ACTIVITY:
Please return the lines of the data below, word for word, from the first line through the line containing "fn apply_score(&mut self, score: f32)".

SOURCE MATERIAL:
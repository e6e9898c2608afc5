//! Closure-backed scoring strategy.
//!
//! The lightest way to plug an acoustic model into the scorer: hand a
//! closure that maps `(hypothesis, frame)` to a score. Useful for
//! tests, for models living outside this crate, and for decoders that
//! keep per-hypothesis model state inside the hypothesis itself.

use scorer_domain::{FeatureFrame, Scoreable};

use super::{ScoringStrategy, best_of};

/// [`ScoringStrategy`] wrapping a scoring closure.
pub struct CallbackStrategy<M> {
    model: M,
}

impl<M> CallbackStrategy<M> {
    /// Wrap `model` as a scoring strategy.
    pub fn new(model: M) -> Self {
        Self { model }
    }
}

impl<H, M> ScoringStrategy<H> for CallbackStrategy<M>
where
    H: Scoreable,
    M: FnMut(&H, &FeatureFrame) -> f32,
{
    fn score_all<'a>(&mut self, hypotheses: &'a mut [H], frame: &FeatureFrame) -> &'a H {
        for hyp in hypotheses.iter_mut() {
            let score = (self.model)(hyp, frame);
            hyp.apply_score(score);
        }
        best_of(hypotheses)
    }
}

#[cfg(test)]
mod tests {
    use super::*;

    #[derive(Debug)]
    struct Tok {
        id: usize,
        score: f32,
    }

    impl Scoreable for Tok {
        fn score(&self) -> f32 {
            self.score
        }
        fn apply_score(&mut self, score: f32) {
            self.score = score;
        }
    }

    fn frame() -> FeatureFrame {
        FeatureFrame::new(vec![0.0; 4], 16_000, 0)
    }

    #[test]
    fn every_hypothesis_is_scored_and_argmax_returned() {
        let mut pool = vec![
            Tok { id: 0, score: 0.0 },
            Tok { id: 1, score: 0.0 },
            Tok { id: 2, score: 0.0 },
        ];
        let scores = [0.2f32, 0.9, 0.5];
        let mut strategy = CallbackStrategy::new(|t: &Tok, _: &FeatureFrame| scores[t.id]);

        let best = strategy.score_all(&mut pool, &frame());
        assert_eq!(best.id, 1);
        assert_eq!(best.score(), 0.9);

        for (tok, want) in pool.iter().zip(scores) {
            assert_eq!(tok.score(), want);
        }
    }

    #[test]
    fn ties_break_to_the_earliest_hypothesis() {
        let mut pool = vec![
            Tok { id: 0, score: 0.0 },
            Tok { id: 1, score: 0.0 },
            Tok { id: 2, score: 0.0 },
        ];
        let mut strategy = CallbackStrategy::new(|_: &Tok, _: &FeatureFrame| 1.25);

        let best = strategy.score_all(&mut pool, &frame());
        assert_eq!(best.id, 0);
    }
}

SOLUTION FOR THIS TASK:
repository e6e9898c2608afc5
//! Closure-backed scoring strategy.
//!
//! The lightest way to plug an acoustic model into the scorer: hand a
//! closure that maps `(hypothesis, frame)` to a score. Useful for
//! tests, for models living outside this crate, and for decoders that
//! keep per-hypothesis model state inside the hypothesis itself.

use scorer_domain::{FeatureFrame, Scoreable};

use super::{ScoringStrategy, best_of};

/// [`ScoringStrategy`] wrapping a scoring closure.
pub struct CallbackStrategy<M> {
    model: M,
}

impl<M> CallbackStrategy<M> {
    /// Wrap `model` as a scoring strategy.
    pub fn new(model: M) -> Self {
        Self { model }
    }
}

impl<H, M> ScoringStrategy<H> for CallbackStrategy<M>
where
    H: Scoreable,
    M: FnMut(&H, &FeatureFrame) -> f32,
{
    fn score_all<'a>(&mut self, hypotheses: &'a mut [H], frame: &FeatureFrame) -> &'a H {
        for hyp in hypotheses.iter_mut() {
            let score = (self.model)(hyp, frame);
            hyp.apply_score(score);
        }
        best_of(hypotheses)
    }
}

#[cfg(test)]
mod tests {
    use super::*;

    #[derive(Debug)]
    struct Tok {
        id: usize,
        score: f32,
    }

    impl Scoreable for Tok {
        fn score(&self) -> f32 {
            self.score
        }
        fn apply_score(&mut self, score: f32) {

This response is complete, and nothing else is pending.